(Collected data)

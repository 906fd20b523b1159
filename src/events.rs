use crossbeam_channel::Sender;

use crate::card::CardId;
use crate::types::Pos;

/// State-change notifications for the presentation layer. Fire and
/// forget: the engine never waits on, or learns anything from, a
/// consumer.
#[derive(Debug, Clone, Copy, PartialEq)]
pub enum GameEvent {
    /// A card left its pile for the discard top; `origin` is its
    /// pre-move position, for travel animations.
    CardMovedToDiscard { card: CardId, origin: Pos },
    /// One undo step was applied; both touched cards are listed.
    UndoApplied { cards: [CardId; 2] },
    /// Undo was requested with no history left.
    NothingToUndo,
    /// The tableau is empty.
    GameWon,
}

pub trait EventSink {
    fn emit(&self, event: GameEvent);
}

/// Forwards events into a crossbeam channel. A disconnected receiver is
/// ignored; a dead consumer must never stall the engine.
#[derive(Debug, Clone)]
pub struct ChannelSink {
    tx: Sender<GameEvent>,
}

impl ChannelSink {
    #[inline]
    pub fn new(tx: Sender<GameEvent>) -> Self {
        Self { tx }
    }
}

impl EventSink for ChannelSink {
    fn emit(&self, event: GameEvent) {
        let _ = self.tx.send(event);
    }
}

/// Drops every event; for headless runs and tests.
#[derive(Debug, Clone, Copy, Default)]
pub struct NullSink;

impl EventSink for NullSink {
    fn emit(&self, _event: GameEvent) {}
}
use std::io::{self, BufRead};
use std::path::PathBuf;

use clap::{Parser, ValueEnum};
use crossbeam_channel::{unbounded, Receiver};
use tripeaks::{
    load_deal_from_json, Card, CardId, ChannelSink, CoverStrategy, GameEvent, GameSession, Pos,
    SessionConfig,
};

#[derive(Debug, Clone, ValueEnum)]
enum CoveringOpt {
    DealOrder,
    Overlap,
}

#[derive(Debug, Parser)]
#[command(name = "play", about = "Tripeaks engine interactive driver")]
struct Args {
    /// Deal JSON path
    #[arg(long, default_value = "data/deal.json")]
    deal: PathBuf,

    /// Covering construction: deal order or geometric overlap
    #[arg(long, value_enum, default_value_t = CoveringOpt::DealOrder)]
    covering: CoveringOpt,

    /// Card extent for overlap covering, as WxH
    #[arg(long, default_value = "240x360")]
    card_size: String,

    /// Semicolon-separated commands to run before reading stdin
    #[arg(long)]
    script: Option<String>,
}

fn parse_card_size(s: &str) -> Result<Pos, String> {
    let (w, h) = s
        .split_once(['x', 'X'])
        .ok_or_else(|| format!("Invalid card size '{s}', expected WxH"))?;
    let x: f32 = w
        .trim()
        .parse()
        .map_err(|e| format!("Invalid card width in '{s}': {e}"))?;
    let y: f32 = h
        .trim()
        .parse()
        .map_err(|e| format!("Invalid card height in '{s}': {e}"))?;
    Ok(Pos { x, y })
}

fn card_label(card: &Card) -> String {
    format!("{:?} of {:?}", card.face(), card.suit())
}

fn print_state(session: &GameSession) {
    let Some(board) = session.board() else {
        println!("[play] no board");
        return;
    };
    println!("[play] phase: {:?}, moves: {}", board.phase(), board.move_count());
    println!("[play] tableau ({} cards):", board.tableau_ids().len());
    for &id in board.tableau_ids() {
        if let Some(card) = board.card(id) {
            let state = if card.covered {
                "face down"
            } else if board.is_blocked(id) {
                "blocked"
            } else {
                "free"
            };
            println!("[play]   {id}: {} ({state})", card_label(card));
        }
    }
    let stack: Vec<String> = board.stack_ids().iter().map(|id| id.to_string()).collect();
    println!("[play] stack (top last): [{}]", stack.join(", "));
    match board.discard_top() {
        Some(top) => println!("[play] discard top: {}: {}", top.id(), card_label(top)),
        None => println!("[play] discard top: none"),
    }
}

fn drain_events(rx: &Receiver<GameEvent>) {
    while let Ok(event) = rx.try_recv() {
        println!("[play] event: {event:?}");
    }
}

/// Returns false when the session should end.
fn run_command(session: &mut GameSession, rx: &Receiver<GameEvent>, line: &str) -> bool {
    let mut parts = line.split_whitespace();
    let Some(cmd) = parts.next() else {
        return true;
    };
    match cmd {
        "click" => match parts.next().and_then(|t| t.parse::<u32>().ok()) {
            Some(n) => {
                let result = session.handle_card_click(CardId(n));
                // headless driver: animations finish instantly
                session.set_animation_playing(false);
                match result {
                    Ok(outcome) => println!("[play] moved card {}", outcome.card),
                    Err(e) => println!("[play] rejected: {e}"),
                }
            }
            None => println!("[play] usage: click <id>"),
        },
        "draw" => {
            let top = session
                .board()
                .and_then(|b| b.stack_ids().last().copied());
            match top {
                Some(id) => {
                    let result = session.attempt_draw_top(id);
                    session.set_animation_playing(false);
                    match result {
                        Ok(outcome) => println!("[play] drew card {}", outcome.card),
                        Err(e) => println!("[play] rejected: {e}"),
                    }
                }
                None => println!("[play] stack is empty"),
            }
        }
        "undo" => {
            let result = session.undo();
            session.set_animation_playing(false);
            match result {
                Ok(()) => println!("[play] undone"),
                Err(e) => println!("[play] rejected: {e}"),
            }
        }
        "state" => print_state(session),
        "quit" | "exit" => return false,
        other => println!("[play] unknown command '{other}' (click/draw/undo/state/quit)"),
    }
    drain_events(rx);
    true
}

fn main() -> Result<(), Box<dyn std::error::Error>> {
    env_logger::init();
    let args = Args::parse();

    let deal = load_deal_from_json(&args.deal).map_err(|e| format!("Deal load error: {e}"))?;
    let strategy = match args.covering {
        CoveringOpt::DealOrder => CoverStrategy::DealOrder,
        CoveringOpt::Overlap => CoverStrategy::Overlap {
            card_size: parse_card_size(&args.card_size)?,
        },
    };

    let (tx, rx) = unbounded();
    let mut session = GameSession::new(SessionConfig::default(), Box::new(ChannelSink::new(tx)));
    session
        .start_deal(&deal, strategy)
        .map_err(|e| format!("Deal rejected: {e}"))?;

    println!(
        "[play] deal loaded: {} tableau, {} stack cards",
        deal.tableau.len(),
        deal.stack.len()
    );
    print_state(&session);

    if let Some(script) = &args.script {
        for cmd in script.split(';') {
            if !run_command(&mut session, &rx, cmd.trim()) {
                return Ok(());
            }
        }
    }

    let stdin = io::stdin();
    for line in stdin.lock().lines() {
        let line = line?;
        if !run_command(&mut session, &rx, line.trim()) {
            break;
        }
    }

    Ok(())
}
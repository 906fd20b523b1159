use serde::{Deserialize, Serialize};

/// Card face, Ace low. Matching compares ordinals only; suits are
/// cosmetic throughout the engine.
#[derive(Debug, Clone, Copy, PartialEq, Eq, Hash)]
pub enum Face {
    Ace,
    Two,
    Three,
    Four,
    Five,
    Six,
    Seven,
    Eight,
    Nine,
    Ten,
    Jack,
    Queen,
    King,
}

impl Face {
    #[inline]
    pub fn all() -> [Face; 13] {
        [
            Face::Ace,
            Face::Two,
            Face::Three,
            Face::Four,
            Face::Five,
            Face::Six,
            Face::Seven,
            Face::Eight,
            Face::Nine,
            Face::Ten,
            Face::Jack,
            Face::Queen,
            Face::King,
        ]
    }

    /// 0-based ordinal: Ace=0 .. King=12.
    #[inline]
    pub fn value(self) -> u8 {
        self as u8
    }
}

impl TryFrom<u8> for Face {
    type Error = String;

    fn try_from(v: u8) -> Result<Self, Self::Error> {
        match v {
            0 => Ok(Face::Ace),
            1 => Ok(Face::Two),
            2 => Ok(Face::Three),
            3 => Ok(Face::Four),
            4 => Ok(Face::Five),
            5 => Ok(Face::Six),
            6 => Ok(Face::Seven),
            7 => Ok(Face::Eight),
            8 => Ok(Face::Nine),
            9 => Ok(Face::Ten),
            10 => Ok(Face::Jack),
            11 => Ok(Face::Queen),
            12 => Ok(Face::King),
            _ => Err(format!("invalid face code {v} (must be 0..=12)")),
        }
    }
}

#[derive(Debug, Clone, Copy, PartialEq, Eq, Hash)]
pub enum Suit {
    Clubs,
    Diamonds,
    Hearts,
    Spades,
}

impl Suit {
    #[inline]
    pub fn all() -> [Suit; 4] {
        [Suit::Clubs, Suit::Diamonds, Suit::Hearts, Suit::Spades]
    }
}

impl TryFrom<u8> for Suit {
    type Error = String;

    fn try_from(v: u8) -> Result<Self, Self::Error> {
        match v {
            0 => Ok(Suit::Clubs),
            1 => Ok(Suit::Diamonds),
            2 => Ok(Suit::Hearts),
            3 => Ok(Suit::Spades),
            _ => Err(format!("invalid suit code {v} (must be 0..=3)")),
        }
    }
}

/// The pile a card currently belongs to. A card is in exactly one pile
/// at a time; the ordered id sequences on the board carry order only.
#[derive(Debug, Clone, Copy, PartialEq, Eq, Hash)]
pub enum Pile {
    Tableau,
    Stack,
    Discard,
}

#[derive(Debug, Clone, Copy, Default, PartialEq, Eq, Hash)]
pub enum GamePhase {
    #[default]
    Initializing,
    Playing,
    Paused,
    GameOver,
    Victory,
}

/// 2D point in deal/model space. Presentation reads it; undo restores it.
#[derive(Debug, Clone, Copy, Default, PartialEq, Serialize, Deserialize)]
pub struct Pos {
    pub x: f32,
    pub y: f32,
}

impl Pos {
    pub const ZERO: Pos = Pos { x: 0.0, y: 0.0 };

    #[inline]
    pub fn new(x: f32, y: f32) -> Self {
        Self { x, y }
    }
}
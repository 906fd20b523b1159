use std::fmt;

use crate::types::{Face, Pile, Pos, Suit};

/// Stable card identity, unique within one board. Ids are assigned
/// sequentially during board construction, tableau entries first.
#[derive(Debug, Clone, Copy, PartialEq, Eq, Hash, PartialOrd, Ord)]
pub struct CardId(pub u32);

impl fmt::Display for CardId {
    fn fmt(&self, f: &mut fmt::Formatter<'_>) -> fmt::Result {
        write!(f, "{}", self.0)
    }
}

/// One dealt card. Identity (id, face, suit) is fixed for the card's
/// lifetime; position, covered flag, layer and owning pile change as the
/// game is played and are exactly what undo restores.
#[derive(Debug, Clone)]
pub struct Card {
    id: CardId,
    face: Face,
    suit: Suit,
    pub position: Pos,
    /// Face down (back showing). Face-down tableau cards cannot be matched.
    pub covered: bool,
    /// Presentation layering hint; never consulted by rules.
    pub z_order: i32,
    pile: Pile,
}

impl Card {
    pub fn new(id: CardId, face: Face, suit: Suit, position: Pos, covered: bool) -> Self {
        Self {
            id,
            face,
            suit,
            position,
            covered,
            z_order: 0,
            // Board::add_card assigns the real pile on insertion.
            pile: Pile::Tableau,
        }
    }

    #[inline]
    pub fn id(&self) -> CardId {
        self.id
    }

    #[inline]
    pub fn face(&self) -> Face {
        self.face
    }

    #[inline]
    pub fn suit(&self) -> Suit {
        self.suit
    }

    #[inline]
    pub fn pile(&self) -> Pile {
        self.pile
    }

    #[inline]
    pub(crate) fn set_pile(&mut self, pile: Pile) {
        self.pile = pile;
    }
}
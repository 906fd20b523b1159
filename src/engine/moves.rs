use std::fmt;

use log::{debug, warn};

use crate::board::Board;
use crate::card::CardId;
use crate::engine::undo::UndoLog;
use crate::events::{EventSink, GameEvent};
use crate::types::{GamePhase, Pile};

/// Why a requested move was refused. A refusal never mutates the board
/// and never emits an event.
#[derive(Debug, Clone, Copy, PartialEq, Eq)]
pub enum MoveRejection {
    /// A previous move's animation has not been reported finished.
    AnimationInFlight,
    UnknownCard,
    /// Match path: the card is not a tableau resident.
    NotInTableau,
    /// Match path: the card is face down.
    FaceDown,
    /// Match path: another tableau card still covers this one.
    Blocked,
    /// Match path: there is no discard top to match against.
    NoDiscardTop,
    /// Match path: the faces are not ordinally adjacent.
    FacesNotAdjacent,
    /// Draw path: the card is a tableau resident.
    NotInStack,
    /// Draw path: only the stack back may be drawn.
    NotStackTop,
}

impl fmt::Display for MoveRejection {
    fn fmt(&self, f: &mut fmt::Formatter<'_>) -> fmt::Result {
        let msg = match self {
            MoveRejection::AnimationInFlight => "an animation is still in flight",
            MoveRejection::UnknownCard => "unknown card id",
            MoveRejection::NotInTableau => "card is not in the tableau",
            MoveRejection::FaceDown => "card is face down",
            MoveRejection::Blocked => "card is covered by another tableau card",
            MoveRejection::NoDiscardTop => "no discard top to match against",
            MoveRejection::FacesNotAdjacent => "faces are not adjacent",
            MoveRejection::NotInStack => "card is not in the stack pile",
            MoveRejection::NotStackTop => "only the stack top can be drawn",
        };
        f.write_str(msg)
    }
}

/// A successful forward move: which card reached the discard top, and
/// whether it emptied the tableau.
#[derive(Debug, Clone, Copy, PartialEq, Eq)]
pub struct MoveOutcome {
    pub card: CardId,
    pub won: bool,
}

/// Match an exposed tableau card against the current discard top.
///
/// Validation order: known id, tableau resident, face up, not covered,
/// a discard top exists, faces adjacent. On success the move is recorded
/// for undo first, then applied: the card leaves the tableau, lands on
/// the discard top's position one layer up, becomes the new top, and the
/// move counter advances. Emits `CardMovedToDiscard`, plus `GameWon`
/// when this match empties the tableau.
pub fn attempt_tableau_match(
    board: &mut Board,
    undo: &mut UndoLog,
    sink: &dyn EventSink,
    id: CardId,
) -> Result<MoveOutcome, MoveRejection> {
    let Some(card) = board.card(id) else {
        return Err(MoveRejection::UnknownCard);
    };
    if card.pile() != Pile::Tableau {
        debug!("match refused: {id} is not a tableau card");
        return Err(MoveRejection::NotInTableau);
    }
    if card.covered {
        debug!("match refused: {id} is face down");
        return Err(MoveRejection::FaceDown);
    }
    let origin = card.position;

    if board.is_blocked(id) {
        debug!("match refused: {id} is covered");
        return Err(MoveRejection::Blocked);
    }
    let Some(top) = board.discard_top() else {
        warn!("match refused: no discard top");
        return Err(MoveRejection::NoDiscardTop);
    };
    let top_id = top.id();
    let target = top.position;
    if !board.can_match(id, top_id) {
        debug!("match refused: {id} and {top_id} are not adjacent");
        return Err(MoveRejection::FacesNotAdjacent);
    }

    undo.record_tableau_match(board, id, top_id);

    let layer = board.next_discard_layer();
    board.remove_from_tableau(id);
    board.move_to_discard(id);
    if let Some(card) = board.card_mut(id) {
        card.position = target;
        card.z_order = layer;
    }
    board.set_discard_top(id);
    board.increment_move_count();

    let won = board.check_win();
    if won {
        board.set_phase(GamePhase::Victory);
    }

    sink.emit(GameEvent::CardMovedToDiscard { card: id, origin });
    if won {
        sink.emit(GameEvent::GameWon);
    }
    Ok(MoveOutcome { card: id, won })
}

/// Draw the stack top onto the discard pile.
///
/// Only the stack back is drawable; tableau cards are refused outright.
/// The drawn card is revealed (face up), re-homed onto the previous
/// top's position one layer up, and becomes the new discard top. The
/// move counter is untouched. If no previous top exists the draw
/// proceeds without an undo record, with a warning; a correctly built
/// board always has a top.
pub fn attempt_draw_top(
    board: &mut Board,
    undo: &mut UndoLog,
    sink: &dyn EventSink,
    id: CardId,
) -> Result<MoveOutcome, MoveRejection> {
    let Some(card) = board.card(id) else {
        return Err(MoveRejection::UnknownCard);
    };
    if card.pile() == Pile::Tableau {
        debug!("draw refused: {id} is a tableau card");
        return Err(MoveRejection::NotInStack);
    }
    let origin = card.position;

    if board.stack_ids().last() != Some(&id) {
        debug!("draw refused: {id} is not the stack top");
        return Err(MoveRejection::NotStackTop);
    }

    let previous = board.discard_top().map(|c| (c.id(), c.position));
    match previous {
        Some((top_id, _)) => undo.record_stack_draw(board, id, top_id),
        None => warn!("draw of {id} with no discard top; move will not be undoable"),
    }

    let layer = board.next_discard_layer();
    let drawn = board.draw_from_stack();
    debug_assert_eq!(drawn, Some(id));
    if let Some(card) = board.card_mut(id) {
        card.covered = false;
        if let Some((_, target)) = previous {
            card.position = target;
        }
        card.z_order = layer;
    }
    board.move_to_discard(id);
    board.set_discard_top(id);

    sink.emit(GameEvent::CardMovedToDiscard { card: id, origin });
    Ok(MoveOutcome { card: id, won: false })
}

Your instructions
Copy each line of the entries that includes the word "NotStackTop".

Finished exercise
    NotStackTop,
            MoveRejection::NotStackTop => "only the stack top can be drawn",
        return Err(MoveRejection::NotStackTop);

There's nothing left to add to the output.